Among the entries below, count the lines containing the string "threshold". Only the count is needed.

──────── RECORD EXCERPTS

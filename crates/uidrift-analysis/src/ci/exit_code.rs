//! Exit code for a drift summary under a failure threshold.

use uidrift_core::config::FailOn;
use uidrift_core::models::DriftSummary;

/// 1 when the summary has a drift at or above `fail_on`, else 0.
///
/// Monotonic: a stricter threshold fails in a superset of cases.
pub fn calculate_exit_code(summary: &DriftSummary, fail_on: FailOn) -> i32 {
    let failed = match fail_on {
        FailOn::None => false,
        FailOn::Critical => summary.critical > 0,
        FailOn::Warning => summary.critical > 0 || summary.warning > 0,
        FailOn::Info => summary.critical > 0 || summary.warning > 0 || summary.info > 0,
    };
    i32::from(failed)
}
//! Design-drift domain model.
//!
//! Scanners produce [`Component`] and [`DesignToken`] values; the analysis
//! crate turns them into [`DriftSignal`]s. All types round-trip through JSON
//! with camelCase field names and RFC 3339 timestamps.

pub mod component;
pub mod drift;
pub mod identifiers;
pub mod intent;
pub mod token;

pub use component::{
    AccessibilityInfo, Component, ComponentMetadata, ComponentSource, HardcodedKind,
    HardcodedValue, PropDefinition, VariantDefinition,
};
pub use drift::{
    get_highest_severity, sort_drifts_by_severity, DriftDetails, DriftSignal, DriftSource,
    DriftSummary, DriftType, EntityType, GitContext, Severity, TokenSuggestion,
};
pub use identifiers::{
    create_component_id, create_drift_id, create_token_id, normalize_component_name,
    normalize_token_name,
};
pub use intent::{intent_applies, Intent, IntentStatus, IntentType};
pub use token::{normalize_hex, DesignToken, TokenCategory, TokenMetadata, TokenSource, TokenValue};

────────────────

→ SOLVED PROBLEM:
2